● ASSIGNMENT: How many of the lines below have the word "status" in them? The answer is that number and nothing more.

● EXERCISE INPUT:
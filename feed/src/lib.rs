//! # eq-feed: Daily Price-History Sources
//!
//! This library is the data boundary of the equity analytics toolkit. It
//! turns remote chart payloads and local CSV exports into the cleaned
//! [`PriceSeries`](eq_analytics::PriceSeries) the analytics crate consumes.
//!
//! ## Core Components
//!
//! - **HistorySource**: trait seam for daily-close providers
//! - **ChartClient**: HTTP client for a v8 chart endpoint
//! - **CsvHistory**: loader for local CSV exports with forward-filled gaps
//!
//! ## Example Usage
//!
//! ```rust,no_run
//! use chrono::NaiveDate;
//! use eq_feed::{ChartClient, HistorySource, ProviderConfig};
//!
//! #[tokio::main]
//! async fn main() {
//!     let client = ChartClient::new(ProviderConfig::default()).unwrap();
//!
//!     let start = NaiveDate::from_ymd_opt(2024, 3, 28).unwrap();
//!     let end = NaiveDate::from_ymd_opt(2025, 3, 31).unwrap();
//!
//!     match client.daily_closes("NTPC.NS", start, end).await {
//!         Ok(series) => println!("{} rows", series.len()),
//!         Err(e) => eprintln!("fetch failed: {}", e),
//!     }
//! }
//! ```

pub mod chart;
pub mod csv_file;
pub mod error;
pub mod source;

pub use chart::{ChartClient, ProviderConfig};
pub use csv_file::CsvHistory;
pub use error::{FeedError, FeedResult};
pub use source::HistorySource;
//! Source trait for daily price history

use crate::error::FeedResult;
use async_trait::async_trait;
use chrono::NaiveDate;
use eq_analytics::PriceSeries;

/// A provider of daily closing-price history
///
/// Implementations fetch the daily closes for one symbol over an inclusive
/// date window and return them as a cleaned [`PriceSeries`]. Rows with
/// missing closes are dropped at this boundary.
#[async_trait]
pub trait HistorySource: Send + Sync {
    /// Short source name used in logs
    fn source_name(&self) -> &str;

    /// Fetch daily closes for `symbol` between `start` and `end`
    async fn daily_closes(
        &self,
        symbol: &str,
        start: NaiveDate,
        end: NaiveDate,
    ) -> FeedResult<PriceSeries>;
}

...

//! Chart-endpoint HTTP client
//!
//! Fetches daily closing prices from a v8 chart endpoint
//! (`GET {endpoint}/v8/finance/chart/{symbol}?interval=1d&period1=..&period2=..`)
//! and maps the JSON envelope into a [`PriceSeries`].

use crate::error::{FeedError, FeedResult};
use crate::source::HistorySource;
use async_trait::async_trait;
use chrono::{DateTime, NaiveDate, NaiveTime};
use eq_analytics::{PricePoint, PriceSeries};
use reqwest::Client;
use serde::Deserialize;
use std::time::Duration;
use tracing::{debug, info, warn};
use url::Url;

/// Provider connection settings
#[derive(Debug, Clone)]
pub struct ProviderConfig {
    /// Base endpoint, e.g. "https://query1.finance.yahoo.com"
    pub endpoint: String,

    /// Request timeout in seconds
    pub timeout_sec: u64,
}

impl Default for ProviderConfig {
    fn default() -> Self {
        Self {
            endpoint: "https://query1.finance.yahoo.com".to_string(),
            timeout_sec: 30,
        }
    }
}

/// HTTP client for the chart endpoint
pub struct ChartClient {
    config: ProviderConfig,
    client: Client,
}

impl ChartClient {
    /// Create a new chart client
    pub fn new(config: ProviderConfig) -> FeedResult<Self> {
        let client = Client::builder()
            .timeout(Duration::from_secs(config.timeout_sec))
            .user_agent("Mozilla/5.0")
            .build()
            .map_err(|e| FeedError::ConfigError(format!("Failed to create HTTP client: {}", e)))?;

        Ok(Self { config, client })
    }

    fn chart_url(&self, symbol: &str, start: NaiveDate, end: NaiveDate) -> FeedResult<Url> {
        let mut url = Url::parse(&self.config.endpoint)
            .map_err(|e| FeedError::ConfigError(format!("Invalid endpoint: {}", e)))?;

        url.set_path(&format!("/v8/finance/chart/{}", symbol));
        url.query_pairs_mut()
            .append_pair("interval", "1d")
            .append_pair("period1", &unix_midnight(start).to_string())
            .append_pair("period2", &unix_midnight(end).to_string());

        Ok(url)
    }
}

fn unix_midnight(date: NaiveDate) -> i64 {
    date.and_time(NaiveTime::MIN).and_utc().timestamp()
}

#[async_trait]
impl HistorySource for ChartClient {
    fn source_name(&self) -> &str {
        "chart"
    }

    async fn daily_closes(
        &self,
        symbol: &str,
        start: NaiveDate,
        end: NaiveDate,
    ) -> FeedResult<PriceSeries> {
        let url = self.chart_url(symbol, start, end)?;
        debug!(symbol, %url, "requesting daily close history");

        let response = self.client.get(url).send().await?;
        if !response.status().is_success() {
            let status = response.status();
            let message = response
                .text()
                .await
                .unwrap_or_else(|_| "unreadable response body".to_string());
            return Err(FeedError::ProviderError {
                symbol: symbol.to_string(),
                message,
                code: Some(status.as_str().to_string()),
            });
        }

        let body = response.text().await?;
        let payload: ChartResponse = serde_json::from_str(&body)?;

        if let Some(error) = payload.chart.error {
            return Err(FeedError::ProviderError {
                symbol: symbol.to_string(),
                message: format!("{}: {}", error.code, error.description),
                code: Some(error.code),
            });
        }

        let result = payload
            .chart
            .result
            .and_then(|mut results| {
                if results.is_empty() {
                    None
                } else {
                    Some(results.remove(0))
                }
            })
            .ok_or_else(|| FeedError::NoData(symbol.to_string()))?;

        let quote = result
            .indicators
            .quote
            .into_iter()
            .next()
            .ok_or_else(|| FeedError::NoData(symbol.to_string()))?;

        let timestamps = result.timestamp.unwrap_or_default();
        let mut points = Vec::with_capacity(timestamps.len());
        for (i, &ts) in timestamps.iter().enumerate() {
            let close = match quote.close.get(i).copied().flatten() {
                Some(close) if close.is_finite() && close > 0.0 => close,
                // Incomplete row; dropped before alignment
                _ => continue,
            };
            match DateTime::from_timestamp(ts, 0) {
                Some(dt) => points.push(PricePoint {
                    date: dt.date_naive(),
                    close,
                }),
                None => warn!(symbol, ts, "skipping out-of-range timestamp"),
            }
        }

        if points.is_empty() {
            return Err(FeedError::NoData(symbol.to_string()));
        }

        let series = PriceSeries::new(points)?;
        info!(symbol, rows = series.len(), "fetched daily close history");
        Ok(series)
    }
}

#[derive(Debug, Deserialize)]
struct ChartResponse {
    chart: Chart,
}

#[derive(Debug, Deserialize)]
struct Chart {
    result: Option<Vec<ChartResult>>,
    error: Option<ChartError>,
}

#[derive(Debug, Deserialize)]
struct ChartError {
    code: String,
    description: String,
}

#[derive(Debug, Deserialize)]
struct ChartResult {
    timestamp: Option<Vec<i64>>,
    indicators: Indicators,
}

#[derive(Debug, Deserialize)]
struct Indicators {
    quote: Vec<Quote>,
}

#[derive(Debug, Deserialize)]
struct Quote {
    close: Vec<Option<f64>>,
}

● YOUR RESPONSE: 3